メキシコ製フェンダー・テレキャスター徹底分析!

[記事公開日]2019/11/18 [最終更新日]2020/2/28
[ライター]小林健悟 [編集者]神崎聡

生産完了モデル

Standard シリーズ

Standard Telecaster
Special Edition White Opal Telecaster
Standard Telecaster HH

Fender Standard Telecaster Standard Telecasterの5つのカラーラインナップ

スタンダード・テレキャスター」は、前述したように現代という時代に合わせた、まさに標準的な仕様のテレキャスターになっています。

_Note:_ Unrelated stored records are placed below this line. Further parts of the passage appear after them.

//! Validation utilities and regex patterns

use regex::Regex;
use std::sync::LazyLock;
use validator::ValidationError;

/// Regex pattern for validating hex color codes (e.g., #FFFFFF, #FF0000)
pub static HEX_COLOR_REGEX: LazyLock<Regex> = LazyLock::new(|| {
    Regex::new(r"^#[0-9A-Fa-f]{6}$").expect("Invalid hex color regex pattern")
});

/// Validate log level name
pub fn validate_log_level(level: &str) -> Result<(), ValidationError> {
    match level {
        "trace" | "debug" | "info" | "warn" | "error" => Ok(()),
        _ => Err(ValidationError::new("invalid_log_level")),
    }
}

/// Validate output directory (basic check for valid path characters)
pub fn validate_directory(path: &str) -> Result<(), ValidationError> {
    if path.is_empty() {
        return Err(ValidationError::new("empty_directory"));
    }

    let invalid_chars = ['<', '>', '"', '|', '?', '*'];
    if path.chars().any(|c| invalid_chars.contains(&c)) {
        return Err(ValidationError::new("invalid_directory_characters"));
    }

    Ok(())
}

/// The statistics API expects `structure` to be a non-empty JSON object
pub fn validate_structure(structure: &serde_json::Value) -> Result<(), ValidationError> {
    match structure.as_object() {
        Some(map) if !map.is_empty() => Ok(()),
        Some(_) => Err(ValidationError::new("empty_structure")),
        None => Err(ValidationError::new("structure_not_an_object")),
    }
}

/// Validate a URL string
pub fn validate_url(value: &str) -> Result<(), ValidationError> {
    url::Url::parse(value)
        .map(|_| ())
        .map_err(|_| ValidationError::new("invalid_url"))
}
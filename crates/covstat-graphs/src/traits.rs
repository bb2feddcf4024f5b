//! Chart renderer trait.

use crate::ChartStyle;
use covstat_common::Result;
use std::path::Path;

/// Draws one kind of chart from pre-computed data into an image file.
pub trait ChartRenderer {
    /// The aggregate this renderer draws.
    type Data: ?Sized;

    /// Render `data` to a PNG at `path`, replacing any existing file.
    fn render_to_file(&self, data: &Self::Data, style: &ChartStyle, path: &Path) -> Result<()>;

    /// Title drawn above the chart.
    fn title(&self) -> &str;

    /// Short identifier used in logs.
    fn name(&self) -> &'static str;
}
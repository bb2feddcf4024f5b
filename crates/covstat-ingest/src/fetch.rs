//! Dashboard retrieval and lenient HTML parsing.

use covstat_common::{CovstatError, Result};
use covstat_config::DashboardConfig;
use reqwest::blocking::Client;
use reqwest::StatusCode;
use scraper::Html;
use std::time::Duration;
use tracing::{debug, info};
use url::Url;

/// Build the blocking HTTP client shared by every network call.
///
/// Both the dashboard fetch and the statistics query go through here so
/// the same timeout applies to each.
pub fn http_client(timeout_seconds: u64, user_agent: &str) -> Result<Client> {
    Client::builder()
        .timeout(Duration::from_secs(timeout_seconds))
        .user_agent(user_agent)
        .build()
        .map_err(|e| CovstatError::network_with_source("Failed to build HTTP client", e))
}

/// Fail with a network error unless `status` is a 2xx.
pub fn check_status(status: StatusCode, url: &Url) -> Result<()> {
    if status.is_success() {
        Ok(())
    } else {
        Err(CovstatError::network_with_status(
            format!("GET {url} returned {status}"),
            status.as_u16(),
        ))
    }
}

/// Parse a response body with the HTML5 tree builder.
///
/// Never fails: unclosed tags and stray markup are repaired the way a
/// browser would.
pub fn parse_document(body: &str) -> Html {
    Html::parse_document(body)
}

/// Retrieves the dashboard page.
pub struct Fetcher {
    client: Client,
    url: Url,
}

impl Fetcher {
    /// Creates a fetcher for the configured dashboard.
    pub fn new(config: &DashboardConfig) -> Result<Self> {
        let url = Url::parse(&config.url).map_err(|e| {
            CovstatError::config_with_source(format!("Invalid dashboard URL '{}'", config.url), e)
        })?;
        let client = http_client(config.timeout_seconds, &config.user_agent)?;
        Ok(Self { client, url })
    }

    /// The page this fetcher requests.
    pub const fn url(&self) -> &Url {
        &self.url
    }

    /// Fetch the page body as text.
    pub fn fetch_body(&self) -> Result<String> {
        info!(url = %self.url, "fetching dashboard");
        let response = self.client.get(self.url.clone()).send()?;
        check_status(response.status(), &self.url)?;

        let body = response.text()?;
        debug!(bytes = body.len(), "received dashboard body");
        Ok(body)
    }

    /// Fetch the page and parse it into a document tree.
    pub fn fetch(&self) -> Result<Html> {
        let body = self.fetch_body()?;
        Ok(parse_document(&body))
    }
}
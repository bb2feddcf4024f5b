//! Weekday heatmap: students and staff against Monday..Sunday.

use crate::{contrast_text_color, normalize, parse_color, viridis, ChartRenderer, ChartStyle, WeekdayTotals, HEATMAP_ROW_LABELS};
use covstat_common::Result;
use plotters::prelude::*;
use plotters::style::text_anchor::{HPos, Pos, VPos};
use std::path::Path;
use tracing::{debug, info};

/// 2x7 grid of case totals, one colored cell per population and weekday.
#[derive(Debug, Clone)]
pub struct WeekdayHeatmap {
    title: String,
}

impl Default for WeekdayHeatmap {
    fn default() -> Self {
        Self {
            title: "Case rates per weekday".to_string(),
        }
    }
}

impl WeekdayHeatmap {
    /// Heatmap with the standard title.
    pub fn new() -> Self {
        Self::default()
    }

    /// Plot-space centre of a grid cell. Row 0 is drawn on top.
    #[allow(clippy::cast_precision_loss)]
    fn cell_centre(row: usize, column: usize) -> (f64, f64) {
        (column as f64, (HEATMAP_ROW_LABELS.len() - 1 - row) as f64)
    }

    #[allow(clippy::cast_possible_truncation, clippy::cast_sign_loss)]
    fn tick_label(value: f64, labels: &[&str]) -> String {
        let nearest = value.round();
        if (value - nearest).abs() > 1e-6 || nearest < 0.0 {
            return String::new();
        }
        labels
            .get(nearest as usize)
            .map(ToString::to_string)
            .unwrap_or_default()
    }
}

impl ChartRenderer for WeekdayHeatmap {
    type Data = WeekdayTotals;

    fn render_to_file(&self, totals: &WeekdayTotals, style: &ChartStyle, path: &Path) -> Result<()> {
        let background = parse_color(&style.background_color)?;
        let (min, max) = (totals.min(), totals.max());

        let root = BitMapBackend::new(path, style.dimensions()).into_drawing_area();
        root.fill(&background)?;

        let title_font = (style.title_font.family.as_str(), style.title_font.size);
        let axis_font = (style.axis_font.family.as_str(), style.axis_font.size);
        let mut chart = ChartBuilder::on(&root)
            .caption(&self.title, title_font)
            .margin(style.margin)
            .x_label_area_size(style.axis_font.size * 3)
            .y_label_area_size(style.axis_font.size * 6)
            .build_cartesian_2d(-0.5f64..6.5f64, -0.5f64..1.5f64)?;

        let weekdays = WeekdayTotals::weekday_labels();
        // Rows are drawn bottom-up, so the y labels are reversed.
        let rows: Vec<&str> = HEATMAP_ROW_LABELS.iter().rev().copied().collect();

        chart
            .configure_mesh()
            .disable_mesh()
            .x_labels(weekdays.len())
            .y_labels(rows.len())
            .x_label_formatter(&|x| Self::tick_label(*x, &weekdays))
            .y_label_formatter(&|y| Self::tick_label(*y, &rows))
            .label_style(axis_font)
            .draw()?;

        chart.draw_series(totals.cells().map(|(row, column, value)| {
            let (x, y) = Self::cell_centre(row, column);
            let color = viridis(normalize(value, min, max));
            Rectangle::new([(x - 0.5, y - 0.5), (x + 0.5, y + 0.5)], color.filled())
        }))?;

        let value_font = TextStyle::from((style.label_font.family.as_str(), style.label_font.size * 2).into_font())
            .pos(Pos::new(HPos::Center, VPos::Center));
        let dark_text = value_font.color(&BLACK);
        let light_text = value_font.color(&WHITE);

        chart.draw_series(totals.cells().map(|(row, column, value)| {
            let cell_color = viridis(normalize(value, min, max));
            let text_style = if contrast_text_color(cell_color) == BLACK {
                dark_text.clone()
            } else {
                light_text.clone()
            };
            Text::new(value.to_string(), Self::cell_centre(row, column), text_style)
        }))?;

        root.present()?;

        debug!(min, max, "drew weekday heatmap");
        info!(path = %path.display(), "rendered {}", self.name());
        Ok(())
    }

    fn title(&self) -> &str {
        &self.title
    }

    fn name(&self) -> &'static str {
        "weekday_heatmap"
    }
}
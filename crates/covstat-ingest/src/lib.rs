//! # Covstat Ingest
//!
//! Turns the published dashboard page into typed records.
//!
//! Each stage is a separate, independently testable function:
//! [`fetch`] (network, the only side effect), [`extract`],
//! [`validate`](validate::validate), and [`transform`](transform::transform)
//! or [`heat_transform`](transform::heat_transform).

#![warn(missing_docs)]
#![warn(clippy::all)]
#![warn(clippy::pedantic)]
#![warn(clippy::nursery)]
#![allow(clippy::module_name_repetitions)]

pub mod date;
pub mod extract;
pub mod fetch;
pub mod stats_api;
pub mod transform;
pub mod validate;

pub use date::DateParser;
pub use extract::extract;
pub use fetch::{parse_document, Fetcher};
pub use scraper::Html;
pub use stats_api::StatsApiClient;
pub use transform::{heat_transform, heat_transform_with, transform, transform_with};
pub use validate::validate;
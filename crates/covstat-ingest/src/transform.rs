//! Conversion of validated rows into typed, sorted records.

use crate::date::DateParser;
use chrono::NaiveDate;
use covstat_common::{CovstatError, HeatRecord, Record, Result, ValidatedRow};
use tracing::debug;

/// Parse rows into date-sorted [`Record`]s with the default date parser.
pub fn transform(rows: &[ValidatedRow]) -> Result<Vec<Record>> {
    transform_with(rows, &DateParser::default())
}

/// Parse rows into date-sorted [`Record`]s.
pub fn transform_with(rows: &[ValidatedRow], parser: &DateParser) -> Result<Vec<Record>> {
    let mut records = rows
        .iter()
        .map(|row| parse_row(row, parser).map(|(date, values)| Record::new(date, values)))
        .collect::<Result<Vec<_>>>()?;
    records.sort();

    debug!(records = records.len(), "transformed rows");
    Ok(records)
}

/// Parse rows into weekday-sorted [`HeatRecord`]s with the default date parser.
pub fn heat_transform(rows: &[ValidatedRow]) -> Result<Vec<HeatRecord>> {
    heat_transform_with(rows, &DateParser::default())
}

/// Parse rows into [`HeatRecord`]s sorted by weekday, then date, then values.
pub fn heat_transform_with(rows: &[ValidatedRow], parser: &DateParser) -> Result<Vec<HeatRecord>> {
    let mut records = rows
        .iter()
        .map(|row| parse_row(row, parser).map(|(date, values)| HeatRecord::new(date, values)))
        .collect::<Result<Vec<_>>>()?;
    records.sort();

    debug!(records = records.len(), "transformed rows for weekday heatmap");
    Ok(records)
}

/// Parse a count cell. Surrounding whitespace and a leading sign are allowed.
pub fn parse_count(cell: &str) -> Result<i64> {
    cell.trim().parse().map_err(|_| {
        CovstatError::format_value(format!("'{cell}' is not an integer count"), cell)
    })
}

fn parse_row(row: &ValidatedRow, parser: &DateParser) -> Result<(NaiveDate, Vec<i64>)> {
    let (first, rest) = row
        .split_first()
        .ok_or_else(|| CovstatError::format("row has no date cell"))?;
    let date = parser.parse(first)?;
    let values = rest.iter().map(|cell| parse_count(cell)).collect::<Result<_>>()?;
    Ok((date, values))
}
//! Command line arguments.

use clap::{Parser, Subcommand};
use covstat_config::Config;
use std::path::PathBuf;

/// Command line arguments
#[derive(Parser, Debug, Clone, Default)]
#[command(author, version, about, long_about = None)]
pub struct Args {
    /// Also write the records to this CSV file
    #[arg(long, value_name = "PATH")]
    pub csv: Option<PathBuf>,

    /// Also write the records to this JSON file (ignored when --csv is given)
    #[arg(long, value_name = "PATH")]
    pub json: Option<PathBuf>,

    /// Configuration file path
    #[arg(short, long, value_name = "FILE")]
    pub config: Option<PathBuf>,

    /// Log level, overriding the configuration file
    #[arg(short, long)]
    pub log_level: Option<String>,

    /// Directory the charts are written to
    #[arg(short, long, value_name = "DIR")]
    pub output_dir: Option<String>,

    /// Optional subcommand; without one the dashboard report runs
    #[command(subcommand)]
    pub command: Option<Command>,
}

/// Subcommands
#[derive(Subcommand, Debug, Clone, PartialEq, Eq)]
pub enum Command {
    /// Query the public statistics API and print the JSON body
    Stats,
}

impl Args {
    /// Fold command line overrides into a loaded configuration.
    pub fn apply_to(&self, config: &mut Config) {
        if let Some(level) = &self.log_level {
            config.logging.level.clone_from(level);
        }
        if let Some(dir) = &self.output_dir {
            config.output.directory.clone_from(dir);
        }
    }
}
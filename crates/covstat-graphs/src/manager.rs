//! Report manager: aggregates records and writes both dated charts.

use crate::{BarSeries, ChartRenderer, ChartStyle, StaffStudentChart, WeekdayHeatmap, WeekdayTotals};
use chrono::NaiveDate;
use covstat_common::{dated_filename, CovstatError, HeatRecord, Record, Result, BAR_CHART_SUFFIX, HEATMAP_SUFFIX};
use std::path::{Path, PathBuf};
use tracing::info;

/// Writes the staff/student bar chart and the weekday heatmap.
pub struct ReportManager {
    output_dir: PathBuf,
    style: ChartStyle,
    bar_chart: StaffStudentChart,
    heatmap: WeekdayHeatmap,
}

impl ReportManager {
    /// Creates a manager writing into `output_dir`.
    pub fn new(output_dir: impl Into<PathBuf>, style: ChartStyle) -> Self {
        Self {
            output_dir: output_dir.into(),
            style,
            bar_chart: StaffStudentChart::new(),
            heatmap: WeekdayHeatmap::new(),
        }
    }

    /// Directory the charts are written to.
    pub fn output_dir(&self) -> &Path {
        &self.output_dir
    }

    /// Paths of the two charts for `today`, bar chart first.
    pub fn report_paths(&self, today: NaiveDate) -> [PathBuf; 2] {
        [
            self.output_dir.join(dated_filename(today, BAR_CHART_SUFFIX)),
            self.output_dir.join(dated_filename(today, HEATMAP_SUFFIX)),
        ]
    }

    /// Render both charts, overwriting earlier files of the same name.
    ///
    /// The output directory is created if it is missing.
    pub fn generate(&self, records: &[Record], heat_records: &[HeatRecord], today: NaiveDate) -> Result<Vec<PathBuf>> {
        std::fs::create_dir_all(&self.output_dir).map_err(|e| {
            CovstatError::graph_with_source(
                format!("Cannot create output directory {}", self.output_dir.display()),
                e,
            )
        })?;

        let [bar_path, heatmap_path] = self.report_paths(today);

        self.bar_chart
            .render_to_file(&BarSeries::from_records(records), &self.style, &bar_path)?;
        self.heatmap
            .render_to_file(&WeekdayTotals::from_heat_records(heat_records), &self.style, &heatmap_path)?;

        info!(dir = %self.output_dir.display(), "wrote reports");
        Ok(vec![bar_path, heatmap_path])
    }
}
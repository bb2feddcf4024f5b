//! Default values matching the published dashboard and API.

use crate::schema::*;

/// Dashboard page holding the autumn term statistics table.
pub const DEFAULT_DASHBOARD_URL: &str =
    "https://www.sheffield.ac.uk/autumn-term-2020/covid-19-statistics/";

/// UK coronavirus statistics API.
pub const DEFAULT_STATS_ENDPOINT: &str = "https://api.coronavirus.data.gov.uk/v1/data";

/// Timeout shared by the dashboard fetch and the statistics query.
pub const DEFAULT_TIMEOUT_SECONDS: u64 = 10;

impl Default for DashboardConfig {
    fn default() -> Self {
        Self {
            url: DEFAULT_DASHBOARD_URL.to_string(),
            timeout_seconds: DEFAULT_TIMEOUT_SECONDS,
            user_agent: concat!("covstat/", env!("CARGO_PKG_VERSION")).to_string(),
            day_first: false,
        }
    }
}

impl Default for StatsApiConfig {
    fn default() -> Self {
        Self {
            endpoint: DEFAULT_STATS_ENDPOINT.to_string(),
            area_type: "utla".to_string(),
            area_name: "sheffield".to_string(),
            latest_by: "newCasesByPublishDate".to_string(),
            structure: serde_json::json!({
                "date": "date",
                "cases": {
                    "daily": "newCasesByPublishDate",
                    "cumulative": "cumCasesByPublishDate"
                }
            }),
        }
    }
}

impl Default for OutputConfig {
    fn default() -> Self {
        Self {
            directory: ".".to_string(),
            width: 1600,
            height: 1000,
            staff_color: "#1f77b4".to_string(),
            student_color: "#ff7f0e".to_string(),
        }
    }
}

impl Default for LoggingSettings {
    fn default() -> Self {
        Self {
            level: "info".to_string(),
            json: false,
        }
    }
}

スタンダード・テレキャスターHH」は、ハイゲイン志向のハムバッカーを2基搭載した、ヘヴィ仕様のテレキャスターです。ギター本体の仕様はスタンダード・テレキャスターと共通ですが、ブリッジはヴィンテージ・スタイルのものが採用されており、6連サドルは鉄板を曲げた「ベントサドル」となっています。ヘヴィ志向のギターではありますが、コイルタップが付いているのでシングルコイル特有の細く鋭いサウンドも出すことができます。それでいてスタンダード・テレキャスターと同じ価格設定なのがうれしいところです。

「スペシャル・エディション」として、ホワイトパールカラー、マッチングヘッド仕様が限定生産されました。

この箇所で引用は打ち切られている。